#### [Your assignment]
If a line in the entries below includes "DivAssign", show that line.

#### [Data]
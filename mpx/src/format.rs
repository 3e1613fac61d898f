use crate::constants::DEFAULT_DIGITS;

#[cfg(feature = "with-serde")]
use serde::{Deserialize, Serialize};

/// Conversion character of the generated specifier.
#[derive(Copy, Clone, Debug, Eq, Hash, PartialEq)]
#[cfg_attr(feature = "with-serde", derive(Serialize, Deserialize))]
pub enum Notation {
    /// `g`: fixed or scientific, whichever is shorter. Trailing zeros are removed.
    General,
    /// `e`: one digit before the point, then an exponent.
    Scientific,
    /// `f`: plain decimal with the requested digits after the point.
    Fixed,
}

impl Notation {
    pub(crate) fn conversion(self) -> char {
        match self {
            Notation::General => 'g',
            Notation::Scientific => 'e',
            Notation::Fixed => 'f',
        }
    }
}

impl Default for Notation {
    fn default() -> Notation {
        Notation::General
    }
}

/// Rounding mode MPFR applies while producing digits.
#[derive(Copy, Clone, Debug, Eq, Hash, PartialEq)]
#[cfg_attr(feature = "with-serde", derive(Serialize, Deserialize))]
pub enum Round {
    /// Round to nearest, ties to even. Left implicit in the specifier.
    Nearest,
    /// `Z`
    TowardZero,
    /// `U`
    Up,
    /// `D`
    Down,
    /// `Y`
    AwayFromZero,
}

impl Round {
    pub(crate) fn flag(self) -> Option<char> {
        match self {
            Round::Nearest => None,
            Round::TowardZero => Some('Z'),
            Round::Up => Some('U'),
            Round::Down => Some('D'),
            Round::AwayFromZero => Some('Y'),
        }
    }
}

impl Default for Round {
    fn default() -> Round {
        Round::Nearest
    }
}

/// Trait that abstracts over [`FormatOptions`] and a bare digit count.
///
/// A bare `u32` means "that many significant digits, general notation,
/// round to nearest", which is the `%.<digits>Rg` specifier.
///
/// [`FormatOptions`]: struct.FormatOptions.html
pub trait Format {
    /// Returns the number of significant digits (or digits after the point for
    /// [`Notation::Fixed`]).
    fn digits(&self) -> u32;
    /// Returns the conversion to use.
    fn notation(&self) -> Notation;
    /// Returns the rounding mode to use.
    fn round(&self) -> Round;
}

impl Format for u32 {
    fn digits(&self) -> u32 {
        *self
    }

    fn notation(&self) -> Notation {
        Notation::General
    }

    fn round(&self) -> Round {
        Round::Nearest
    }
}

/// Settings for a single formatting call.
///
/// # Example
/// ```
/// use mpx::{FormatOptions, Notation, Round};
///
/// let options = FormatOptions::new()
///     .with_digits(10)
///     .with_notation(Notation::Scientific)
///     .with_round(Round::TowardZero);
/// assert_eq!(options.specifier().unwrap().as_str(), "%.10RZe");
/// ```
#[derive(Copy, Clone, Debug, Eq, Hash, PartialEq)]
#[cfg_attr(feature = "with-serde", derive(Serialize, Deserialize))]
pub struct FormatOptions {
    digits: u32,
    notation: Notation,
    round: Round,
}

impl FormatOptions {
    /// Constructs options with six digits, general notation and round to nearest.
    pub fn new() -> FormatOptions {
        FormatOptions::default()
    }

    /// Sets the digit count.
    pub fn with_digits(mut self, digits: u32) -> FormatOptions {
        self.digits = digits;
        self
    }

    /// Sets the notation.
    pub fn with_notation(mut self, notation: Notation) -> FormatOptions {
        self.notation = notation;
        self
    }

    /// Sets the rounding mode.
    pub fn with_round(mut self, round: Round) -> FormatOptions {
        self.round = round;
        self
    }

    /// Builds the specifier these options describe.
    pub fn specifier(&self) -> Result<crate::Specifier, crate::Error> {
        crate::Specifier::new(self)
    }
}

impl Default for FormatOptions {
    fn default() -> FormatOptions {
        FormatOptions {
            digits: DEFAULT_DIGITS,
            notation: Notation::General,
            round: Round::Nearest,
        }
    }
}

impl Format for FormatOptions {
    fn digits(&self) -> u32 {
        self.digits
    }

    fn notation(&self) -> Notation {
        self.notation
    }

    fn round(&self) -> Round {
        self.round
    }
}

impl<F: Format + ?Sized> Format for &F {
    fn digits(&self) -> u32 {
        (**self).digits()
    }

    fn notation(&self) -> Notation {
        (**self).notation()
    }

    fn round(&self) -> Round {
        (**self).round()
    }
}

* * *

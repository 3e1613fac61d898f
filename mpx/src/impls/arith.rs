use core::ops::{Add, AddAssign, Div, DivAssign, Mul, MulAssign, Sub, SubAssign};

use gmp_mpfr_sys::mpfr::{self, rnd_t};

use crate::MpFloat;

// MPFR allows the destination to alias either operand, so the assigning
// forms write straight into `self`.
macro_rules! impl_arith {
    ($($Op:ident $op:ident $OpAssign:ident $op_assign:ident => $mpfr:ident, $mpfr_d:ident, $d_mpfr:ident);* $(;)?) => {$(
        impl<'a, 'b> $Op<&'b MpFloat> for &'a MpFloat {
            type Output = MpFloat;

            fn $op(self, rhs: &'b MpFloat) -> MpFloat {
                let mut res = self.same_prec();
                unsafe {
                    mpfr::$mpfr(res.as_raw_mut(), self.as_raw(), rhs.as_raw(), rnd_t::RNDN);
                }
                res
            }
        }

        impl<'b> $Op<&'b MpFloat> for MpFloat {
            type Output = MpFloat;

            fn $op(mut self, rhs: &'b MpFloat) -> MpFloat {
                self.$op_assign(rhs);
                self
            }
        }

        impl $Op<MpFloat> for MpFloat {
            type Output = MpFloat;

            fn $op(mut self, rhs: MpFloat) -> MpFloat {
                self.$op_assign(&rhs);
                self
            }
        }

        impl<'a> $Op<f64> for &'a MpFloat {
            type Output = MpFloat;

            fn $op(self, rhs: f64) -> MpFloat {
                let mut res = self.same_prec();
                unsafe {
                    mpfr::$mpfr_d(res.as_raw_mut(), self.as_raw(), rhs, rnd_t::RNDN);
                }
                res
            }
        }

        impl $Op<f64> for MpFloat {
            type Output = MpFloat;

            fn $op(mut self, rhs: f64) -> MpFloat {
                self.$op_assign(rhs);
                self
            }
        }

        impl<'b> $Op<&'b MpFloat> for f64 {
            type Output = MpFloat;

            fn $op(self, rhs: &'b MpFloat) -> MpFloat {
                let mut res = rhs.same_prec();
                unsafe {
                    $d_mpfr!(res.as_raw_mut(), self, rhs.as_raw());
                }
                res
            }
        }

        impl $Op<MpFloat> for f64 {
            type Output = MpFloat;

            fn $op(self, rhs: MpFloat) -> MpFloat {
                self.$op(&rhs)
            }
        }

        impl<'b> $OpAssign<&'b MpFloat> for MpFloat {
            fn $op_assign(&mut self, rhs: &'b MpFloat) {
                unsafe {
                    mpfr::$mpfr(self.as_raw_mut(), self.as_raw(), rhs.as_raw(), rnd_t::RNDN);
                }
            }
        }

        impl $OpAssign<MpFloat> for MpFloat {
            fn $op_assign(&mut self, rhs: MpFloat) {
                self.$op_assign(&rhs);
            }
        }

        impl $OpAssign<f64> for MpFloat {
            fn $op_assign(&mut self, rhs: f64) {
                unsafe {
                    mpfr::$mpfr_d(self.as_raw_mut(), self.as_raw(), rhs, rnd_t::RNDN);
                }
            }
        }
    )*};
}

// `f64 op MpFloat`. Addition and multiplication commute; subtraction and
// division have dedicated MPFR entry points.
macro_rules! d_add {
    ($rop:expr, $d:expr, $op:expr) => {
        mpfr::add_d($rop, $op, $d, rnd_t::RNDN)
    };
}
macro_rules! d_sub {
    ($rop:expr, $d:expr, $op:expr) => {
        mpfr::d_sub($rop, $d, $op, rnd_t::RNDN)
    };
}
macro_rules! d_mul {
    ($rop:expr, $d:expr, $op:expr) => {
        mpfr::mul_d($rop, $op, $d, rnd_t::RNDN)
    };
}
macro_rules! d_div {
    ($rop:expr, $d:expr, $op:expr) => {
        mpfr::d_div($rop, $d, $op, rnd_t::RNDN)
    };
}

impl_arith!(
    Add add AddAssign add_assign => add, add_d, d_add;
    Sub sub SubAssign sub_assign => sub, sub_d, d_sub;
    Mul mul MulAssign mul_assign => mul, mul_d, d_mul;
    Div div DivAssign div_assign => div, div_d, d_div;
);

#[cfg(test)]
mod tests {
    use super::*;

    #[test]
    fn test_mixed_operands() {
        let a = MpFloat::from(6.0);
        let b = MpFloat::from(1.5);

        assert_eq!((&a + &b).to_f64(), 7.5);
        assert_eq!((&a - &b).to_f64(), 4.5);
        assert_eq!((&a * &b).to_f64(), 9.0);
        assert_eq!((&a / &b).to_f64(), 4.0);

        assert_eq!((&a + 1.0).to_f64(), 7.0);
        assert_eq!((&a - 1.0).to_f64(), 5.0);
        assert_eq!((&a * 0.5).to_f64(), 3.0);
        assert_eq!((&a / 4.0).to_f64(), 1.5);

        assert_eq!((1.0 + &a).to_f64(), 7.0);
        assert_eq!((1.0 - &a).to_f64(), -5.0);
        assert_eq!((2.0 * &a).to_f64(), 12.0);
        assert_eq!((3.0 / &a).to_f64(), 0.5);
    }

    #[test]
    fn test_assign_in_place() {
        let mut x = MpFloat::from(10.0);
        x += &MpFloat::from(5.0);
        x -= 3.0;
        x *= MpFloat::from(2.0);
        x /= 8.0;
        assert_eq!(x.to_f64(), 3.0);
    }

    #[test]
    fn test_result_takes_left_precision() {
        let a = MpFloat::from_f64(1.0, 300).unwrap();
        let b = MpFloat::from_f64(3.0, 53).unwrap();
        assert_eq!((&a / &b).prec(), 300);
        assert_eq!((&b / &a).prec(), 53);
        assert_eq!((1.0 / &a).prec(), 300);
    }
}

* * *

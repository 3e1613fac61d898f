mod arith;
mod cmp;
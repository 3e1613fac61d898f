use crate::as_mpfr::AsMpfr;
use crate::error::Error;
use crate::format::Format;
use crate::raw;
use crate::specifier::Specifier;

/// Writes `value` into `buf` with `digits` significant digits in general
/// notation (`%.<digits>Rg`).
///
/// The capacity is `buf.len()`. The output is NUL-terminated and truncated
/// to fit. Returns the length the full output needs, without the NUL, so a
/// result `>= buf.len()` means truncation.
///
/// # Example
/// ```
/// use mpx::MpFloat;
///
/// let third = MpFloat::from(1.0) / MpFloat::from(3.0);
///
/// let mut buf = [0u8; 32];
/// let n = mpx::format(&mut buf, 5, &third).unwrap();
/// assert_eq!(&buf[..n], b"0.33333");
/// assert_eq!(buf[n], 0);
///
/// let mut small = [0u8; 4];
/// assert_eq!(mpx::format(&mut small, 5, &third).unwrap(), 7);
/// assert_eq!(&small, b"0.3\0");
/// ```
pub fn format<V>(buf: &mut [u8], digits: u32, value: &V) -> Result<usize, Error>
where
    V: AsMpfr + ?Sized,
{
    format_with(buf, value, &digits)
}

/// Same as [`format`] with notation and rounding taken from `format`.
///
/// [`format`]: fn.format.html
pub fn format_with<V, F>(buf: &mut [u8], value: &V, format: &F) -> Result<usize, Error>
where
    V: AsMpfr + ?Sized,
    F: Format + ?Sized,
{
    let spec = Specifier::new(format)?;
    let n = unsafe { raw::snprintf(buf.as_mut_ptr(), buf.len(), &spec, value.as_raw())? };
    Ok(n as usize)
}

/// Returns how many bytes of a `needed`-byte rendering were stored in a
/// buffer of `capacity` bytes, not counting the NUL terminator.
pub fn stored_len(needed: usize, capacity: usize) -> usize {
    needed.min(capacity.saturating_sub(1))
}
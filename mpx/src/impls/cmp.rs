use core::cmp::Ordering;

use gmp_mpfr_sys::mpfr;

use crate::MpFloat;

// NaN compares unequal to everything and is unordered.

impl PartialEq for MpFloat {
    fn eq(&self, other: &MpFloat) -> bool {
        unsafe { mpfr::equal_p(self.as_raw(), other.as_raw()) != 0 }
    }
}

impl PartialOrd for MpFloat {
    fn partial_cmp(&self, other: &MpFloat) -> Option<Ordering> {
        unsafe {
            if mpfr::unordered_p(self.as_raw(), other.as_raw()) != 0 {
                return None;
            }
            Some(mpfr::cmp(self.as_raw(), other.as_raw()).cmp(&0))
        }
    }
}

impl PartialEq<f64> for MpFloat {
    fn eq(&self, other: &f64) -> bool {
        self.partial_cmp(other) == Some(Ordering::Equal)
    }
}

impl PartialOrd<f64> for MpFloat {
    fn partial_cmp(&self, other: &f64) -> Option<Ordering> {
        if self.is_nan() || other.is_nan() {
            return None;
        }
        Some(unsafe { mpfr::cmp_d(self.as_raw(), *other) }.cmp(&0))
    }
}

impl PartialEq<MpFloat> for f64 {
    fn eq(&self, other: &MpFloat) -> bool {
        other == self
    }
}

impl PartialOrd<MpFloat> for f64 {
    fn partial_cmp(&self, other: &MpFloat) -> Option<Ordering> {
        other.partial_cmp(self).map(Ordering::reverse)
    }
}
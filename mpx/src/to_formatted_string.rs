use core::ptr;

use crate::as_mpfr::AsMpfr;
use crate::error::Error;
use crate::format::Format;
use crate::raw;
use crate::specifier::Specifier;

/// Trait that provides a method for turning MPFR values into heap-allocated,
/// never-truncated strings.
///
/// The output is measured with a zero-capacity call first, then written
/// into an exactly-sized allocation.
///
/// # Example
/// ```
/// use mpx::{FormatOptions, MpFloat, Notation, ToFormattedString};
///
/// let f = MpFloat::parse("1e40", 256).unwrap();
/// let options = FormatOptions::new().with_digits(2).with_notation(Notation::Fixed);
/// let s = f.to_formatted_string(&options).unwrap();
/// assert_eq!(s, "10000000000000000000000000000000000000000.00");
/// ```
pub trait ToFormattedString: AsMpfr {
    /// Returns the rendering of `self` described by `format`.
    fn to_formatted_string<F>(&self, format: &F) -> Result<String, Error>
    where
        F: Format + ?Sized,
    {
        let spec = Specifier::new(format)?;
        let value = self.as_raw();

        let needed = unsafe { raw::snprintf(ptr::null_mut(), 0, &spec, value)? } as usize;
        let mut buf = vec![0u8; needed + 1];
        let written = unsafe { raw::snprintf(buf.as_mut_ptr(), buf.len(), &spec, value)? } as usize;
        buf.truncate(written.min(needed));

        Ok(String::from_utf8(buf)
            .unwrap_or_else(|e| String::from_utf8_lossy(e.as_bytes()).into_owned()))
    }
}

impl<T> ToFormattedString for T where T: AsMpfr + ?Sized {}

#### [Result of the exercise]
use core::ops::{Add, AddAssign, Div, DivAssign, Mul, MulAssign, Sub, SubAssign};
    Div div DivAssign div_assign => div, div_d, d_div;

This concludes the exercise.